▸ **Brief**: Your answer must match the material exactly, line for line.

▸ **Data for this task**:

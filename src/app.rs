//! Quiz session state.
//!
//! One [`App`] covers one attempt at the quiz, from fetch to either a final
//! score or a load failure. A retry replaces the session wholesale.

use uuid::Uuid;

use crate::data::LoadError;
use crate::events::{Feedback, FeedbackSender};
use crate::models::Question;

const NUM_OPTIONS: usize = 4;

/// Score needed, out of five, to earn the celebration.
pub const SUCCESS_THRESHOLD: usize = 3;

/// The one user-facing message for every kind of load failure.
const LOAD_ERROR_MESSAGE: &str = "Failed to load questions. Please try again.";

/// Where the session currently is, as the UI sees it.
#[derive(Debug, Clone, PartialEq, Eq)]
pub enum SessionStatus {
    /// A fetch is in flight.
    Loading,
    /// The last fetch failed; the message is user-facing.
    Error(String),
    /// Questions are loaded and one is on screen.
    InProgress,
    /// All questions have been answered.
    Finished,
}

/// Handle for a scheduled advance to the next question.
///
/// A ticket is only honored by the session and question it was minted for;
/// once either moves on, applying it does nothing.
#[derive(Debug, Clone, Copy, PartialEq, Eq)]
pub struct AdvanceTicket {
    token: Uuid,
    question_index: usize,
}

pub struct App {
    pub status: SessionStatus,
    pub should_quit: bool,
    questions: Vec<Question>,
    current_index: usize,
    score: usize,
    selected_option: usize,
    dark_mode: bool,
    /// Identifies the fetch whose result is allowed to commit.
    load_token: Uuid,
    /// Set between answering and the deferred advance firing.
    advance_pending: bool,
    last_feedback: Option<Feedback>,
    feedback: FeedbackSender,
}

impl App {
    pub fn new(feedback: FeedbackSender, dark_mode: bool) -> Self {
        Self {
            status: SessionStatus::Loading,
            should_quit: false,
            questions: Vec::new(),
            current_index: 0,
            score: 0,
            selected_option: 0,
            dark_mode,
            load_token: Uuid::new_v4(),
            advance_pending: false,
            last_feedback: None,
            feedback,
        }
    }

    pub fn current_question(&self) -> Option<&Question> {
        self.questions.get(self.current_index)
    }

    /// One-based number of the question on screen.
    pub fn question_number(&self) -> usize {
        self.current_index + 1
    }

    pub fn total_questions(&self) -> usize {
        self.questions.len()
    }

    pub fn score(&self) -> usize {
        self.score
    }

    pub fn selected_option(&self) -> usize {
        self.selected_option
    }

    /// Text of the highlighted option, if a question is on screen.
    pub fn selected_option_text(&self) -> Option<&str> {
        self.current_question()
            .map(|q| q.options[self.selected_option].as_str())
    }

    pub fn dark_mode(&self) -> bool {
        self.dark_mode
    }

    /// Feedback for the answer just given, shown until the advance fires.
    pub fn last_feedback(&self) -> Option<Feedback> {
        self.last_feedback
    }

    /// Whether the final score earns the celebration.
    pub fn is_celebration(&self) -> bool {
        self.score >= SUCCESS_THRESHOLD
    }

    pub fn select_next_option(&mut self) {
        self.selected_option = (self.selected_option + 1) % NUM_OPTIONS;
    }

    pub fn select_previous_option(&mut self) {
        self.selected_option = (self.selected_option + NUM_OPTIONS - 1) % NUM_OPTIONS;
    }

    /// Flip the color scheme. Orthogonal to quiz state; survives restarts.
    pub fn toggle_theme(&mut self) {
        self.dark_mode = !self.dark_mode;
    }

    /// Enter Loading and mint the token the next commit must present.
    ///
    /// Any in-flight fetch or scheduled advance from the previous session is
    /// superseded from this point on; its token no longer matches.
    pub fn begin_loading(&mut self) -> Uuid {
        self.status = SessionStatus::Loading;
        self.load_token = Uuid::new_v4();
        self.advance_pending = false;
        self.last_feedback = None;
        self.load_token
    }

    /// Commit the outcome of a fetch.
    ///
    /// A result carrying a stale token belongs to a superseded `load` and is
    /// discarded. On success the session starts over from question one; on
    /// failure the status carries the user-facing message and the previous
    /// question set is left alone.
    pub fn commit_load(&mut self, token: Uuid, result: Result<Vec<Question>, LoadError>) {
        if token != self.load_token {
            log::debug!("discarding result of superseded fetch");
            return;
        }

        match result {
            Ok(questions) => {
                self.questions = questions;
                self.current_index = 0;
                self.score = 0;
                self.selected_option = 0;
                self.status = SessionStatus::InProgress;
                log::debug!("session started with {} questions", self.questions.len());
            }
            Err(err) => {
                log::warn!("failed to load questions: {err}");
                self.status = SessionStatus::Error(LOAD_ERROR_MESSAGE.to_string());
            }
        }
    }

    /// Record an answer for the question on screen.
    ///
    /// Returns the ticket for the deferred advance, or `None` when the call
    /// is out of turn: not `InProgress`, or an advance is already pending
    /// (a second submission inside the delay window is ignored). Out-of-turn
    /// calls mutate nothing.
    pub fn record_answer(&mut self, selected: &str) -> Option<AdvanceTicket> {
        if self.status != SessionStatus::InProgress || self.advance_pending {
            return None;
        }
        let question = self.questions.get(self.current_index)?;

        let feedback = if question.is_correct(selected) {
            self.score += 1;
            Feedback::Correct
        } else {
            Feedback::Incorrect
        };
        self.last_feedback = Some(feedback);
        let _ = self.feedback.send(feedback);

        self.advance_pending = true;
        Some(AdvanceTicket {
            token: self.load_token,
            question_index: self.current_index,
        })
    }

    /// Apply a deferred advance.
    ///
    /// Stale tickets are ignored, so a timer that outlives its session (a
    /// restart mid-delay) cannot corrupt the one that replaced it.
    pub fn apply_advance(&mut self, ticket: AdvanceTicket) {
        if ticket.token != self.load_token
            || self.status != SessionStatus::InProgress
            || ticket.question_index != self.current_index
            || !self.advance_pending
        {
            return;
        }

        self.advance_pending = false;
        self.last_feedback = None;
        self.selected_option = 0;
        self.current_index += 1;

        if self.current_index >= self.questions.len() {
            self.status = SessionStatus::Finished;
            if self.is_celebration() {
                let _ = self.feedback.send(Feedback::Celebrate);
            }
        }
    }
}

▸ **Response**:
filename src/app.rs
//! Quiz session state.
//!
//! One [`App`] covers one attempt at the quiz, from fetch to either a final
//! score or a load failure. A retry replaces the session wholesale.

use uuid::Uuid;

use crate::data::LoadError;
use crate::events::{Feedback, FeedbackSender};
use crate::models::Question;

const NUM_OPTIONS: usize = 4;

/// Score needed, out of five, to earn the celebration.
pub const SUCCESS_THRESHOLD: usize = 3;

/// The one user-facing message for every kind of load failure.
const LOAD_ERROR_MESSAGE: &str = "Failed to load questions. Please try again.";

/// Where the session currently is, as the UI sees it.
#[derive(Debug, Clone, PartialEq, Eq)]
pub enum SessionStatus {
    /// A fetch is in flight.
    Loading,
    /// The last fetch failed; the message is user-facing.
    Error(String),
    /// Questions are loaded and one is on screen.
    InProgress,
    /// All questions have been answered.
    Finished,
}

/// Handle for a scheduled advance to the next question.
///
/// A ticket is only honored by the session and question it was minted for;
/// once either moves on, applying it does nothing.
#[derive(Debug, Clone, Copy, PartialEq, Eq)]
pub struct AdvanceTicket {
    token: Uuid,
    question_index: usize,
}

pub struct App {
    pub status: SessionStatus,
    pub should_quit: bool,
    questions: Vec<Question>,
    current_index: usize,
    score: usize,
    selected_option: usize,
    dark_mode: bool,
    /// Identifies the fetch whose result is allowed to commit.
    load_token: Uuid,
    /// Set between answering and the deferred advance firing.
    advance_pending: bool,
    last_feedback: Option<Feedback>,
    feedback: FeedbackSender,
}

impl App {
    pub fn new(feedback: FeedbackSender, dark_mode: bool) -> Self {
        Self {
            status: SessionStatus::Loading,
            should_quit: false,
            questions: Vec::new(),
            current_index: 0,
            score: 0,
            selected_option: 0,
            dark_mode,
            load_token: Uuid::new_v4(),
            advance_pending: false,
            last_feedback: None,
            feedback,
        }
    }

    pub fn current_question(&self) -> Option<&Question> {
        self.questions.get(self.current_index)
    }

    /// One-based number of the question on screen.
    pub fn question_number(&self) -> usize {
        self.current_index + 1
    }

    pub fn total_questions(&self) -> usize {
        self.questions.len()
    }

    pub fn score(&self) -> usize {
        self.score
    }

    pub fn selected_option(&self) -> usize {
        self.selected_option
    }

    /// Text of the highlighted option, if a question is on screen.
    pub fn selected_option_text(&self) -> Option<&str> {
        self.current_question()
            .map(|q| q.options[self.selected_option].as_str())
    }

    pub fn dark_mode(&self) -> bool {
        self.dark_mode
    }

    /// Feedback for the answer just given, shown until the advance fires.
    pub fn last_feedback(&self) -> Option<Feedback> {
        self.last_feedback
    }

    /// Whether the final score earns the celebration.
    pub fn is_celebration(&self) -> bool {
        self.score >= SUCCESS_THRESHOLD
    }

    pub fn select_next_option(&mut self) {
        self.selected_option = (self.selected_option + 1) % NUM_OPTIONS;
    }

    pub fn select_previous_option(&mut self) {
        self.selected_option = (self.selected_option + NUM_OPTIONS - 1) % NUM_OPTIONS;
    }

    /// Flip the color scheme. Orthogonal to quiz state; survives restarts.
    pub fn toggle_theme(&mut self) {
        self.dark_mode = !self.dark_mode;
    }

    /// Enter Loading and mint the token the next commit must present.
    ///
    /// Any in-flight fetch or scheduled advance from the previous session is
    /// superseded from this point on; its token no longer matches.
    pub fn begin_loading(&mut self) -> Uuid {
        self.status = SessionStatus::Loading;
        self.load_token = Uuid::new_v4();
        self.advance_pending = false;
        self.last_feedback = None;
        self.load_token
    }

    /// Commit the outcome of a fetch.
    ///
    /// A result carrying a stale token belongs to a superseded `load` and is
    /// discarded. On success the session starts over from question one; on
    /// failure the status carries the user-facing message and the previous
    /// question set is left alone.
    pub fn commit_load(&mut self, token: Uuid, result: Result<Vec<Question>, LoadError>) {
        if token != self.load_token {
            log::debug!("discarding result of superseded fetch");
            return;
        }

        match result {
            Ok(questions) => {
                self.questions = questions;
                self.current_index = 0;
                self.score = 0;
                self.selected_option = 0;
                self.status = SessionStatus::InProgress;
                log::debug!("session started with {} questions", self.questions.len());
            }
            Err(err) => {
                log::warn!("failed to load questions: {err}");
                self.status = SessionStatus::Error(LOAD_ERROR_MESSAGE.to_string());
            }
        }
    }

    /// Record an answer for the question on screen.
    ///
    /// Returns the ticket for the deferred advance, or `None` when the call
    /// is out of turn: not `InProgress`, or an advance is already pending
    /// (a second submission inside the delay window is ignored). Out-of-turn
    /// calls mutate nothing.
    pub fn record_answer(&mut self, selected: &str) -> Option<AdvanceTicket> {
        if self.status != SessionStatus::InProgress || self.advance_pending {
            return None;
        }
        let question = self.questions.get(self.current_index)?;

        let feedback = if question.is_correct(selected) {
            self.score += 1;
            Feedback::Correct
        } else {
            Feedback::Incorrect
        };
        self.last_feedback = Some(feedback);
        let _ = self.feedback.send(feedback);

        self.advance_pending = true;
        Some(AdvanceTicket {
            token: self.load_token,
            question_index: self.current_index,
        })
    }

    /// Apply a deferred advance.
    ///
    /// Stale tickets are ignored, so a timer that outlives its session (a
    /// restart mid-delay) cannot corrupt the one that replaced it.
    pub fn apply_advance(&mut self, ticket: AdvanceTicket) {
        if ticket.token != self.load_token
            || self.status != SessionStatus::InProgress
            || ticket.question_index != self.current_index
            || !self.advance_pending
        {
            return;
        }

        self.advance_pending = false;
        self.last_feedback = None;
        self.selected_option = 0;
        self.current_index += 1;

        if self.current_index >= self.questions.len() {
            self.status = SessionStatus::Finished;
            if self.is_celebration() {
                let _ = self.feedback.send(Feedback::Celebrate);
            }
        }
    }
}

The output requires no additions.